Für Knaus war die fristlose Kündigung ein Schlag ins Gesicht, zumal der Sparkasse kein finanzieller Schaden entstanden ist. „Für mich ist eine Welt zusammengebrochen“, sagte Knaus vor Gericht, der binnen 48 Stunden den Auflösungsvertrag unterschreiben sollte. Ansonsten würde er als Berater weiterbeschäftigt werden. „Diese Kündigung war das schärfste Schwert“, sagte Knaus‘ Anwalt Gerald Zimmer.

Hubert Rist wurde nicht fristlos entlassen, er wurde kurz vor seinem Ruhestand vom Dienst freigestellt.
Hubert Rist wurde nicht fristlos entlassen, er wurde kurz vor seinem Ruhestand vom Dienst freigestellt. | Bild: Volk, Siegfried

Während Knaus von heute auf morgen seinen Job und seine Bezüge verlor, wurde Hubert Rist, der Ende Oktober 2024 nach 50 Dienstjahren in den Ruhestand ging und der trotz der gleichen Vorwürfe in der Stadthalle würdig verabschiedet wurde, für zwei Wochen freigestellt, die restlichen zwei Wochen waren Urlaubstage.

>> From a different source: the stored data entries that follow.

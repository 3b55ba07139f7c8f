use std::{
    process::{Command, ExitStatus, Stdio},
    time::SystemTime,
};

use anyhow::{anyhow, Context};
use log::{info, warn};

/// Splits the `-a` string on spaces. Quoting is not supported.
pub fn split_command(app: &str) -> Vec<String> {
    app.split(' ').filter(|s| !s.is_empty()).map(String::from).collect()
}

#[derive(Debug)]
pub struct WorkloadOutcome {
    pub pid: u32,
    pub status: ExitStatus,
}

/// Runs `argv` as a child process that inherits the standard streams, and waits for its termination.
///
/// The wait is restarted if a signal interrupts it, hence this function only returns
/// once the child is gone.
pub fn run(argv: &[String], announce: bool) -> anyhow::Result<WorkloadOutcome> {
    let (program, args) = argv.split_first().ok_or_else(|| anyhow!("empty command"))?;
    if announce {
        println!("Profiling: {}", argv.join(" "));
    }
    let mut child = Command::new(program)
        .args(args)
        .stdin(Stdio::inherit())
        .stdout(Stdio::inherit())
        .stderr(Stdio::inherit())
        .spawn()
        .with_context(|| format!("failed to launch {program}"))?;

    let pid = child.id();
    info!("workload {program} started with pid {pid}");
    let status = child.wait().with_context(|| format!("failed to wait for {program} ({pid})"))?;
    if status.success() {
        info!("workload {pid} exited with {status}");
    } else {
        warn!("workload {pid} exited with {status}");
    }
    Ok(WorkloadOutcome { pid, status })
}

/// Milliseconds since the Unix epoch.
pub fn now_ms() -> u64 {
    SystemTime::now()
        .duration_since(SystemTime::UNIX_EPOCH)
        .map(|d| d.as_millis() as u64)
        .unwrap_or(0)
}
use std::time::Duration;

use clap::Parser;
use power_dispatch::BackendKind;

pub const DEFAULT_KEY: &str = "0x706f776d";

pub const USAGE: &str = "
NAME
  powmon - Package and DRAM power monitor
SYNOPSIS
  {prog} [--help | -h] [-c] -a \"<executable> <args> ...\"
OVERVIEW
  Powmon is a utility for sampling and printing the
  power consumption (for package and DRAM) and power
  limit per socket in a node.
OPTIONS
  --help | -h
      Display this help information, then exit.
  -a
      Application and arguments in quotes.
  -c
      Remove stale shared memory.
";

pub fn usage(prog: &str) -> String {
    USAGE.replace("{prog}", prog)
}

#[derive(Parser, Debug)]
#[command(name = "powmon", disable_help_flag = true, disable_version_flag = true)]
pub struct Cli {
    /// Display the help information, then exit.
    #[arg(short = 'h', long = "help")]
    pub help: bool,

    /// Remove stale shared memory, then exit.
    #[arg(short = 'c')]
    pub clean: bool,

    /// Application and arguments in quotes.
    #[arg(short = 'a', allow_hyphen_values = true)]
    pub app: Option<String>,

    /// Key of the shared memory segment used for the leader election.
    #[arg(long, env = "POWMON_KEY", default_value = DEFAULT_KEY, value_parser = parse_key, hide = true)]
    pub key: i32,

    /// Sampling interval, in milliseconds.
    #[arg(long = "interval-ms", env = "POWMON_INTERVAL_MS", default_value_t = 100, hide = true)]
    pub interval_ms: u64,

    /// How to access the hardware.
    #[arg(long, env = "POWMON_BACKEND", value_enum, default_value_t = BackendKind::Auto, hide = true)]
    pub backend: BackendKind,
}

impl Cli {
    pub fn interval(&self) -> Duration {
        Duration::from_millis(self.interval_ms.max(1))
    }
}

/// Parses a decimal or `0x`-prefixed hexadecimal key.
fn parse_key(s: &str) -> Result<i32, String> {
    let parsed = match s.strip_prefix("0x").or_else(|| s.strip_prefix("0X")) {
        Some(hex) => u32::from_str_radix(hex, 16).map(|k| k as i32),
        None => s.parse::<i32>(),
    };
    parsed.map_err(|e| format!("invalid key '{s}': {e}"))
}

/// True if the first argument asks for the usage, whatever follows it.
pub fn asks_for_help(args: &[String]) -> bool {
    args.get(1)
        .is_some_and(|a| a.starts_with("--help") || a.starts_with("-h"))
}

/// The arguments up to the first `-c`. The options after it are not looked at,
/// so that `-c` works even when they are invalid.
pub fn up_to_clean(args: &[String]) -> Option<&[String]> {
    let mut i = 1;
    while i < args.len() {
        match args[i].as_str() {
            "-c" => return Some(&args[..=i]),
            "-a" | "--key" | "--interval-ms" | "--backend" => i += 2,
            _ => i += 1,
        }
    }
    None
}

/// The first line of a clap error, without its `error: ` prefix.
pub fn error_summary(e: &clap::Error) -> String {
    let rendered = e.to_string();
    let first = rendered.lines().next().unwrap_or_default();
    first.trim_start_matches("error: ").to_owned()
}
use log::{debug, info};

use crate::{
    Backend, BackendError, DispatchError, EnergyProbe, Output, PowerQueryResult, QueryClass, Reading, Socket,
    Topology,
};

/// Which sockets a query applies to.
#[derive(Clone, Copy, Debug, PartialEq, Eq)]
pub enum SocketSelector {
    /// Every socket, in ascending order.
    All,
    /// A single socket id, validated against the topology.
    One(i32),
}

impl From<Option<i32>> for SocketSelector {
    fn from(value: Option<i32>) -> Self {
        match value {
            Some(id) => SocketSelector::One(id),
            None => SocketSelector::All,
        }
    }
}

/// Converts the result of a dispatch call to the integer status of the C-like API:
/// 0 on success, the backend's (or -EINVAL's) non-zero code otherwise.
pub fn status_of(result: &Result<(), DispatchError>) -> i32 {
    match result {
        Ok(()) => 0,
        Err(e) => e.status(),
    }
}

pub struct ArchitectureDispatch {
    topology: Topology,
    backend: Box<dyn Backend>,
}

impl ArchitectureDispatch {
    pub fn new(topology: Topology, backend: Box<dyn Backend>) -> ArchitectureDispatch {
        ArchitectureDispatch { topology, backend }
    }

    pub fn topology(&self) -> &Topology {
        &self.topology
    }

    pub fn backend(&self) -> &dyn Backend {
        self.backend.as_ref()
    }

    /// Creates the energy probe of the backend, for every socket of the node.
    pub fn energy_probe(&self) -> Result<Box<dyn EnergyProbe>, BackendError> {
        self.backend.energy_probe(&self.topology)
    }

    /// Resolves the sockets to visit. No backend call is made if the selector is invalid.
    fn sockets(&self, selector: SocketSelector) -> Result<Vec<&Socket>, DispatchError> {
        match selector {
            SocketSelector::All => Ok(self.topology.sockets().iter().collect()),
            SocketSelector::One(id) => match self.topology.socket(id) {
                Some(socket) => Ok(vec![socket]),
                None => Err(DispatchError::InvalidSocket {
                    id,
                    count: self.topology.socket_count(),
                }),
            },
        }
    }

    fn read(&self, query: QueryClass, selector: SocketSelector, out: &mut Output) -> Result<(), DispatchError> {
        let sockets = self.sockets(selector)?;
        for (i, socket) in sockets.into_iter().enumerate() {
            debug!("{query} on socket {} with the {} backend", socket.id, self.backend.name());
            let reading = self.read_socket(query, socket).map_err(|source| DispatchError::Backend {
                socket: socket.id,
                source,
            })?;
            let result = PowerQueryResult {
                socket_id: socket.id,
                query,
                reading,
            };
            out.emit(&result, i == 0)?;
        }
        Ok(())
    }

    fn read_socket(&self, query: QueryClass, socket: &Socket) -> Result<Reading, BackendError> {
        match query {
            QueryClass::Power => self.backend.power(socket),
            QueryClass::Thermal => self.backend.thermals(socket),
            QueryClass::Clocks => self.backend.clocks(socket),
            QueryClass::Frequency => self.backend.frequency(socket),
            QueryClass::Hyperthreading => self.backend.hyperthreading(socket),
            QueryClass::CapFrequency | QueryClass::EnableTurbo => Err(self.backend.unsupported(query)),
        }
    }

    fn mutate(
        &self,
        query: QueryClass,
        selector: SocketSelector,
        op: impl Fn(&Socket) -> Result<(), BackendError>,
    ) -> Result<(), DispatchError> {
        let sockets = self.sockets(selector)?;
        for socket in sockets {
            op(socket).map_err(|source| DispatchError::Backend {
                socket: socket.id,
                source,
            })?;
            info!("{query} applied to socket {}", socket.id);
        }
        Ok(())
    }

    pub fn power(&self, selector: SocketSelector, out: &mut Output) -> Result<(), DispatchError> {
        self.read(QueryClass::Power, selector, out)
    }

    pub fn thermals(&self, selector: SocketSelector, out: &mut Output) -> Result<(), DispatchError> {
        self.read(QueryClass::Thermal, selector, out)
    }

    pub fn clocks(&self, selector: SocketSelector, out: &mut Output) -> Result<(), DispatchError> {
        self.read(QueryClass::Clocks, selector, out)
    }

    pub fn frequency(&self, selector: SocketSelector, out: &mut Output) -> Result<(), DispatchError> {
        self.read(QueryClass::Frequency, selector, out)
    }

    pub fn hyperthreading(&self, selector: SocketSelector, out: &mut Output) -> Result<(), DispatchError> {
        self.read(QueryClass::Hyperthreading, selector, out)
    }

    /// Limits the frequency of the selected sockets. Stops at the first failure.
    pub fn cap_frequency(&self, selector: SocketSelector, mhz: u32) -> Result<(), DispatchError> {
        self.mutate(QueryClass::CapFrequency, selector, |s| self.backend.cap_frequency(s, mhz))
    }

    pub fn enable_turbo(&self, selector: SocketSelector) -> Result<(), DispatchError> {
        self.mutate(QueryClass::EnableTurbo, selector, |s| self.backend.enable_turbo(s))
    }
}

Gerald Zimmer sieht darin eine Ungleichbehandlung, die unverhältnismäßig und ungerecht sei. „Der Vorstandsvorsitzende bekommt die vollen Pensionsansprüche. Unser Mandant steht plötzlich mit Nichts da“, so Zimmer.

Keine Beihilfe mehr

Denn Knaus wurden sofort die Bezüge gestrichen, auch die Beihilfen für die private Krankenkasse fehlten ihm von einem Tag auf den anderen. Weil er mit 58 Jahren nicht mehr in die gesetzliche Krankenkasse kann, zahlt er für sich und seine Frau derzeit monatlich 1800 statt vorher 700 Euro. „So geht man nicht mit Menschen um“, sagte seine Frau im Gerichtsaal. Der Ruf ihres Mannes sei beschädigt worden.

Bei Einigung gibt es kein Urteil

Nach einer längeren Sitzungsunterbrechung schlug Richter Skell vor, das Arbeitsverhältnis von Knaus ab Oktober 2024 für weitere 30 Monate weiterlaufen zu lassen und es danach im Einvernehmen aufzulösen. Bis zum Vertragsende 2029 wären es 55 Monate gewesen. Sollten sich die beiden Parteien einig werden, gibt es kein Urteil. Scheitert der Vergleich, wird das Verfahren schriftlich fortgesetzt, die Protokolle studiert und die Vermerke gelesen. In diesem Fall sehen sich Knaus und sein langjähriger Arbeitgeber wieder zum Urteil am 1. Juli.